The SA unit in Nuremberg, 1929

From April 1924 until late February 1925, the SA was reorganized into a front organization known as the Frontbann to circumvent Bavaria's ban on the Nazi Party and its organs. (This had been instituted after the abortive Beer Hall Putsch of November 1923). While Hitler was in prison, Ernst Röhm helped to create the Frontbann as a legal alternative to the then-outlawed SA. In April 1924, Röhm had also been given authority by Hitler to rebuild the SA in any way he saw fit. When in April 1925 Hitler and Ludendorff disapproved of the proposals under which Röhm was prepared to integrate the 30,000-strong Frontbann into the SA, Röhm resigned from all political movements and military brigades on May 1, 1925. He felt great contempt for the "legalistic" path the party leaders wanted to follow and sought seclusion from public life. Throughout the 1920s and into the 1930s, members of the SA were often involved in street fights, called Zusammenstöße (collisions), with members of the Communist Party (KPD). In 1929, the SA added a Motor Corps for better mobility and a faster mustering of units. It also acquired an independent source of funds: royalties from its own Sturm Cigarette Company. Previously, the SA had been financially dependent on the party leadership, as it charged no membership fees; the SA recruited particularly among the many unemployed in the economic crisis. The SA used violence against shops and shopkeepers stocking competing cigarette brands; it also punished any SA member caught with non-Sturm cigarettes. Sturm marketing was also used to make military service more appealing. Cigarettes were sold with collectible sets of images of historical German army uniforms.

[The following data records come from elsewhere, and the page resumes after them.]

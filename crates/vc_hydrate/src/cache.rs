use alloc::sync::Arc;
use core::any::TypeId;
use core::fmt;
use core::hash::{BuildHasher, Hasher};

use hashbrown::HashMap;
use hashbrown::hash_map::Entry;
use parking_lot::RwLock;

use crate::attributes::CustomAttributeMap;

/// An immutable, cheaply clonable list of property names.
pub type Attributes = Arc<[&'static str]>;

// -----------------------------------------------------------------------------
// NoOpHashState

/// A no-op hasher, `TypeId` is already a good hash.
#[derive(Copy, Clone, Default, Debug)]
pub(crate) struct NoOpHasher {
    hash: u64,
}

impl Hasher for NoOpHasher {
    #[inline]
    fn finish(&self) -> u64 {
        self.hash
    }

    fn write(&mut self, bytes: &[u8]) {
        // `TypeId` hashes through `write_u64`, this is only a fallback.
        for byte in bytes.iter().rev() {
            self.hash = self.hash.rotate_left(8).wrapping_add(*byte as u64);
        }
    }

    #[inline]
    fn write_u64(&mut self, i: u64) {
        self.hash = i;
    }
}

#[derive(Copy, Clone, Default, Debug)]
pub(crate) struct NoOpHashState;

impl BuildHasher for NoOpHashState {
    type Hasher = NoOpHasher;

    #[inline(always)]
    fn build_hasher(&self) -> Self::Hasher {
        NoOpHasher { hash: 0 }
    }
}

// -----------------------------------------------------------------------------
// TypeIdMap

/// A map container with [`TypeId`] as the fixed key type.
pub(crate) struct TypeIdMap<V>(HashMap<TypeId, V, NoOpHashState>);

impl<V> TypeIdMap<V> {
    #[inline]
    pub(crate) const fn new() -> Self {
        Self(HashMap::with_hasher(NoOpHashState))
    }

    /// Gets the value associated with `type_id`, inserting the result of `f` if absent.
    ///
    /// The closure `f` is only called if the key is not present.
    #[inline]
    pub(crate) fn get_or_insert(&mut self, type_id: TypeId, f: impl FnOnce() -> V) -> &mut V {
        match self.0.entry(type_id) {
            Entry::Vacant(entry) => entry.insert(f()),
            Entry::Occupied(entry) => entry.into_mut(),
        }
    }

    #[inline]
    pub(crate) fn get(&self, type_id: &TypeId) -> Option<&V> {
        self.0.get(type_id)
    }

    #[inline]
    pub(crate) fn get_mut(&mut self, type_id: &TypeId) -> Option<&mut V> {
        self.0.get_mut(type_id)
    }

    #[inline]
    pub(crate) fn insert(&mut self, type_id: TypeId, v: V) -> Option<V> {
        self.0.insert(type_id, v)
    }

    #[inline]
    pub(crate) fn remove(&mut self, type_id: &TypeId) -> Option<V> {
        self.0.remove(type_id)
    }

    #[inline]
    pub(crate) fn contains(&self, type_id: &TypeId) -> bool {
        self.0.contains_key(type_id)
    }

    #[inline]
    pub(crate) fn len(&self) -> usize {
        self.0.len()
    }

    #[inline]
    pub(crate) fn iter(&self) -> impl ExactSizeIterator<Item = (&TypeId, &V)> {
        self.0.iter()
    }

    #[inline]
    pub(crate) fn values(&self) -> impl ExactSizeIterator<Item = &V> {
        self.0.values()
    }
}

impl<V> Default for TypeIdMap<V> {
    #[inline]
    fn default() -> Self {
        Self::new()
    }
}

impl<V: fmt::Debug> fmt::Debug for TypeIdMap<V> {
    fn fmt(&self, f: &mut fmt::Formatter<'_>) -> fmt::Result {
        fmt::Debug::fmt(&self.0, f)
    }
}

// -----------------------------------------------------------------------------
// ModelCache

/// The three per-type caches shared by all hydration calls.
///
/// - own attributes: properties declared directly on a model;
/// - all attributes: own attributes of a model and of its bases, most-derived first;
/// - custom attributes: the [`CustomAttributeMap`] returned by a model's capability.
///
/// Entries are filled lazily on first access and are never evicted: the set of
/// model types is fixed at build time.
///
/// Lookups take a read lock. A miss is computed outside of any lock and inserted
/// under a write lock; if another thread inserted first, its value is kept.
///
/// The operations live next to the component they cache, see
/// [`own_attributes`](Self::own_attributes), [`all_attributes`](Self::all_attributes)
/// and [`custom_attributes`](Self::custom_attributes).
#[derive(Default)]
pub struct ModelCache {
    pub(crate) own: RwLock<TypeIdMap<Attributes>>,
    pub(crate) all: RwLock<TypeIdMap<Option<Attributes>>>,
    pub(crate) custom: RwLock<TypeIdMap<Arc<CustomAttributeMap>>>,
}

impl ModelCache {
    /// Creates an empty cache.
    #[inline]
    pub const fn new() -> Self {
        Self {
            own: RwLock::new(TypeIdMap::new()),
            all: RwLock::new(TypeIdMap::new()),
            custom: RwLock::new(TypeIdMap::new()),
        }
    }

    /// Returns a clone of the cached value, if present.
    pub(crate) fn lookup<V: Clone>(map: &RwLock<TypeIdMap<V>>, type_id: TypeId) -> Option<V> {
        map.read().get(&type_id).cloned()
    }

    /// Inserts `value` unless another value is already present, returns the cached one.
    pub(crate) fn fill<V: Clone>(map: &RwLock<TypeIdMap<V>>, type_id: TypeId, value: V) -> V {
        map.write().get_or_insert(type_id, || value).clone()
    }

    /// Number of models with cached own attributes.
    #[inline]
    pub fn own_len(&self) -> usize {
        self.own.read().len()
    }

    /// Number of models with cached aggregated attributes.
    #[inline]
    pub fn all_len(&self) -> usize {
        self.all.read().len()
    }

    /// Number of models with a cached custom attribute map.
    #[inline]
    pub fn custom_len(&self) -> usize {
        self.custom.read().len()
    }
}

impl fmt::Debug for ModelCache {
    fn fmt(&self, f: &mut fmt::Formatter<'_>) -> fmt::Result {
        f.debug_struct("ModelCache")
            .field("own", &self.own_len())
            .field("all", &self.all_len())
            .field("custom", &self.custom_len())
            .finish()
    }
}

#[cfg(test)]
mod tests {
    use alloc::sync::Arc;
    use alloc::vec::Vec;
    use core::any::TypeId;
    use core::hash::{BuildHasher, Hash, Hasher};

    use super::{ModelCache, NoOpHashState, TypeIdMap};

    #[test]
    fn no_op_hasher() {
        let mut hasher = NoOpHashState.build_hasher();
        3_u64.hash(&mut hasher);
        assert_eq!(hasher.finish(), 3);
    }

    #[test]
    fn type_id_map() {
        let mut map = TypeIdMap::<i32>::new();
        assert_eq!(*map.get_or_insert(TypeId::of::<u8>(), || 1), 1);
        assert_eq!(*map.get_or_insert(TypeId::of::<u8>(), || 2), 1);
        assert!(map.contains(&TypeId::of::<u8>()));
        assert_eq!(map.insert(TypeId::of::<u16>(), 5), None);
        *map.get_mut(&TypeId::of::<u16>()).unwrap() += 1;
        assert_eq!(map.get(&TypeId::of::<u16>()), Some(&6));
        assert_eq!(map.len(), 2);
        assert_eq!(map.remove(&TypeId::of::<u8>()), Some(1));
        assert_eq!(map.values().copied().collect::<Vec<_>>(), [6]);
    }

    #[test]
    fn first_fill_wins() {
        let cache = ModelCache::new();
        let id = TypeId::of::<u8>();
        assert_eq!(ModelCache::lookup(&cache.own, id), None);

        let first: Arc<[&'static str]> = Arc::from(["a"]);
        let second: Arc<[&'static str]> = Arc::from(["b"]);

        let kept = ModelCache::fill(&cache.own, id, first.clone());
        assert!(Arc::ptr_eq(&kept, &first));
        let kept = ModelCache::fill(&cache.own, id, second);
        assert!(Arc::ptr_eq(&kept, &first));

        assert_eq!(cache.own_len(), 1);
        assert_eq!(cache.all_len(), 0);
        assert_eq!(cache.custom_len(), 0);
    }
}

Marketing for the SA's Sturm Cigarette Company also promoted military service.

In September 1930, as a consequence of the Stennes revolt in Berlin, Hitler assumed supreme command of the SA as its new Oberster SA-Führer. He sent a personal request to Röhm, asking him to return to serve as the SA's chief of staff. Röhm accepted this offer and began his new assignment on January 5, 1931. He brought radical new ideas to the SA and appointed several close friends to its senior leadership.

Previously, the SA formations were subordinate to the Nazi Party leadership of each Gau. Röhm established new Gruppen that had no regional Nazi Party oversight. Each Gruppe extended over several regions and was commanded by a SA-Gruppenführer who answered only to Röhm or Hitler. Under Röhm as its popular leader and Stabschef (Staff Chief), the SA grew in importance within the Nazi power structure and expanded to have thousands of members. In the early 1930s, the Nazis expanded from an extremist fringe group to the largest political party in Germany, and the SA expanded with it. By January 1932, the SA numbered approximately 400,000.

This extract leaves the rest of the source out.